• Exercise prompt
The expected output is each line below containing "centres", copied in full.

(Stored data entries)
+++++

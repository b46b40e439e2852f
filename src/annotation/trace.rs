//! Label masks back to polygons.
//!
//! Boundaries are traced with marching squares over pixel centres, so every
//! ring vertex sits halfway between two pixel centres. Diagonal-only contact
//! between foreground pixels is treated as a separation (4-connectivity),
//! which keeps every traced ring simple and keeps rings from touching.
//! Rings with foreground on their left are exteriors; the others are holes
//! and are attached to the smallest exterior enclosing them.

use std::collections::BTreeMap;

use image::GrayImage;

use super::geometry::{Point, Polygon, Rect};
use super::index::Annotation;
use super::mask::{LabelMask, MAX_MASK_CLASSES};

/// Vertex in doubled pixel-centre units: pixel centre `(px, py)` is
/// `(2 * px, 2 * py)`, so edge midpoints stay integral.
type Key = (i64, i64);

#[derive(Clone, Copy)]
enum Edge {
    Top,
    Right,
    Bottom,
    Left,
}

#[derive(Clone, Copy)]
enum Corner {
    TopLeft,
    TopRight,
    BottomRight,
    BottomLeft,
}

/// Segments of one marching-squares cell, each paired with a foreground
/// corner on its side. Bits: top-left 8, top-right 4, bottom-right 2,
/// bottom-left 1.
fn cell_segments(code: u8) -> &'static [(Edge, Edge, Corner)] {
    use Corner::*;
    use Edge::*;
    match code {
        1 => &[(Left, Bottom, BottomLeft)],
        2 => &[(Bottom, Right, BottomRight)],
        3 => &[(Left, Right, BottomLeft)],
        4 => &[(Top, Right, TopRight)],
        5 => &[(Top, Right, TopRight), (Left, Bottom, BottomLeft)],
        6 => &[(Top, Bottom, TopRight)],
        7 => &[(Left, Top, BottomRight)],
        8 => &[(Left, Top, TopLeft)],
        9 => &[(Top, Bottom, TopLeft)],
        10 => &[(Left, Top, TopLeft), (Bottom, Right, BottomRight)],
        11 => &[(Top, Right, BottomLeft)],
        12 => &[(Left, Right, TopLeft)],
        13 => &[(Bottom, Right, TopLeft)],
        14 => &[(Left, Bottom, TopRight)],
        _ => &[],
    }
}

fn edge_key(edge: Edge, cx: i64, cy: i64) -> Key {
    match edge {
        Edge::Top => (2 * cx + 1, 2 * cy),
        Edge::Right => (2 * cx + 2, 2 * cy + 1),
        Edge::Bottom => (2 * cx + 1, 2 * cy + 2),
        Edge::Left => (2 * cx, 2 * cy + 1),
    }
}

fn corner_key(corner: Corner, cx: i64, cy: i64) -> Key {
    match corner {
        Corner::TopLeft => (2 * cx, 2 * cy),
        Corner::TopRight => (2 * cx + 2, 2 * cy),
        Corner::BottomRight => (2 * cx + 2, 2 * cy + 2),
        Corner::BottomLeft => (2 * cx, 2 * cy + 2),
    }
}

fn cross(o: Key, a: Key, b: Key) -> i64 {
    (a.0 - o.0) * (b.1 - o.1) - (a.1 - o.1) * (b.0 - o.0)
}

/// Twice the signed area, in doubled units.
fn signed_area(ring: &[Key]) -> i64 {
    let n = ring.len();
    (0..n)
        .map(|i| {
            let (a, b) = (ring[i], ring[(i + 1) % n]);
            a.0 * b.1 - b.0 * a.1
        })
        .sum()
}

fn contains(ring: &[Key], point: Key) -> bool {
    let (x, y) = (point.0 as f64, point.1 as f64);
    let n = ring.len();
    let mut inside = false;
    for i in 0..n {
        let (a, b) = (ring[i], ring[(i + 1) % n]);
        let (ax, ay, bx, by) = (a.0 as f64, a.1 as f64, b.0 as f64, b.1 as f64);
        if (ay > y) != (by > y) && x < ax + (y - ay) / (by - ay) * (bx - ax) {
            inside = !inside;
        }
    }
    inside
}

/// Directed boundary segments keyed by their start vertex.
fn boundary_segments(mask: &GrayImage) -> BTreeMap<Key, Key> {
    let (width, height) = (mask.width() as i64, mask.height() as i64);
    let foreground = |x: i64, y: i64| {
        x >= 0 && y >= 0 && x < width && y < height && mask.get_pixel(x as u32, y as u32).0[0] != 0
    };

    let mut next = BTreeMap::new();
    for cy in -1..height {
        for cx in -1..width {
            let code = (foreground(cx, cy) as u8) << 3
                | (foreground(cx + 1, cy) as u8) << 2
                | (foreground(cx + 1, cy + 1) as u8) << 1
                | foreground(cx, cy + 1) as u8;
            for &(from, to, corner) in cell_segments(code) {
                let (mut a, mut b) = (edge_key(from, cx, cy), edge_key(to, cx, cy));
                if cross(a, b, corner_key(corner, cx, cy)) < 0 {
                    std::mem::swap(&mut a, &mut b);
                }
                // Row-major keys so rings come out top to bottom
                next.insert((a.1, a.0), (b.1, b.0));
            }
        }
    }
    next
}

/// Chain segments into closed rings, dropping vertices in the middle of
/// straight runs.
fn link_rings(mut next: BTreeMap<Key, Key>) -> Vec<Vec<Key>> {
    let mut rings = Vec::new();
    while let Some((start, mut current)) = next.pop_first() {
        let mut ring = vec![(start.1, start.0)];
        let mut closed = false;
        while let Some(following) = next.remove(&current) {
            ring.push((current.1, current.0));
            current = following;
            if current == start {
                closed = true;
                break;
            }
        }
        if !closed {
            continue;
        }

        let n = ring.len();
        let simplified: Vec<Key> = (0..n)
            .filter(|&i| cross(ring[(i + n - 1) % n], ring[i], ring[(i + 1) % n]) != 0)
            .map(|i| ring[i])
            .collect();
        if simplified.len() >= 3 {
            rings.push(simplified);
        }
    }
    rings
}

/// Trace the non-zero pixels of `mask` into polygons.
///
/// `footprint` is the annotation-space rectangle covered by the whole mask,
/// as in [`AnnotationIndex::mask_for`](super::AnnotationIndex::mask_for).
pub fn trace_mask(mask: &GrayImage, footprint: &Rect) -> Vec<Polygon> {
    if mask.width() == 0 || mask.height() == 0 {
        return Vec::new();
    }
    let scale_x = footprint.width() / mask.width() as f64;
    let scale_y = footprint.height() / mask.height() as f64;
    let to_point = |(x, y): Key| {
        Point::new(
            footprint.min_x + (x as f64 / 2.0 + 0.5) * scale_x,
            footprint.min_y + (y as f64 / 2.0 + 0.5) * scale_y,
        )
    };

    let (exteriors, holes): (Vec<Vec<Key>>, Vec<Vec<Key>>) = link_rings(boundary_segments(mask))
        .into_iter()
        .partition(|ring| signed_area(ring) > 0);

    let mut polygons: Vec<Polygon> = exteriors
        .iter()
        .map(|ring| Polygon::new(ring.iter().copied().map(to_point).collect()))
        .collect();

    for hole in &holes {
        let owner = exteriors
            .iter()
            .enumerate()
            .filter(|(_, ring)| contains(ring, hole[0]))
            .min_by_key(|(_, ring)| signed_area(ring))
            .map(|(i, _)| i);
        if let Some(owner) = owner {
            polygons[owner]
                .holes
                .push(hole.iter().copied().map(to_point).collect());
        }
    }
    polygons
}

/// Convert a tile's label mask into labeled annotations.
///
/// Class id `i` maps to `classes[i - 1]`. Polygons smaller than `min_area`
/// (annotation-space units) are dropped.
pub fn mask_to_annotations(
    mask: &LabelMask,
    classes: &[String],
    footprint: &Rect,
    min_area: f64,
) -> Vec<Annotation> {
    let mut annotations = Vec::new();
    let mut push = |label: &str, binary: &GrayImage| {
        for polygon in trace_mask(binary, footprint) {
            if polygon.area() >= min_area {
                annotations.push(Annotation::new(label, polygon));
            }
        }
    };

    match mask {
        LabelMask::Single(mask) => {
            for (i, label) in classes.iter().enumerate().take(MAX_MASK_CLASSES) {
                let value = (i + 1) as u8;
                if !mask.pixels().any(|p| p.0[0] == value) {
                    continue;
                }
                let binary = GrayImage::from_fn(mask.width(), mask.height(), |x, y| {
                    image::Luma([u8::from(mask.get_pixel(x, y).0[0] == value)])
                });
                push(label.as_str(), &binary);
            }
        }
        LabelMask::Multi(channels) => {
            for (channel, label) in channels.iter().zip(classes) {
                push(label.as_str(), channel);
            }
        }
    }
    annotations
}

+++++

• Response to the task
//! Boundaries are traced with marching squares over pixel centres, so every
//! ring vertex sits halfway between two pixel centres. Diagonal-only contact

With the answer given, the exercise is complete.